I promise that when you're older and meet someone and fall in love, to be supportive of your relationships regardless if you choose someone unemployed and covered in tattoos. As much as those relationships will worry me and upset me, the thought of you not having support will hurt way worse. And I promise to be there silently while you mourn the loss of those relationships.

When you have children of your own, I promise to be there for you when you're pregnant and scared (or excited!). I promise to be there to help you with your children. I promise to stay close to you so that if you need me in the middle of the night I can rush right over. I promise to love and care for your children as I did with you (or better!).
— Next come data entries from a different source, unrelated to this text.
//! Error types for the NetFS protocol

use thiserror::Error;

/// Protocol-level errors. The receiving side must close the connection on
/// any of these rather than guess at peer state.
#[derive(Error, Debug, Clone, PartialEq, Eq)]
pub enum ProtocolError {
    #[error("malformed header: need {need} bytes, got {got}")]
    MalformedHeader { need: usize, got: usize },

    #[error("unknown message type: {0}")]
    UnknownMessageType(u16),

    #[error("unknown status word: {0}")]
    UnknownStatus(u32),

    #[error("truncated payload: expected {expected} bytes, got {got}")]
    Truncated { expected: usize, got: usize },

    #[error("invalid path: {0}")]
    BadPath(String),

    #[error("payload too large: {size} bytes (max {max})")]
    PayloadTooLarge { size: usize, max: usize },

    #[error("directory entry name too long: {0} bytes")]
    NameTooLong(usize),
}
Always remember your older siblings will be your best bet into guiding you through childhood with two crazy parents. Joli will teach you how to do your own makeup when you're way too young to learn. Jamesy will teach you the best lies to tell when you're in trouble. But they will help you when you need it. They will take you and your friends places you shouldn't be going and help you sneak in and out of the house. They will also teach you how to fold towels and take out the trash.

Above all, I promise there will be times when you "hate" me but I will buck up and keep positive because I know there will be a time when you're sorry you said those words and will love me again. There will be screaming fits and tantrums and doors slammed in my face but you will always ALWAYS be my little girl and I will always forgive you and love you no matter what happens. And I hope that you will always forgive me and love me regardless of the mistakes that I will make along the way.

Most of all.....I promise NOT to say "I told you so".....to your face.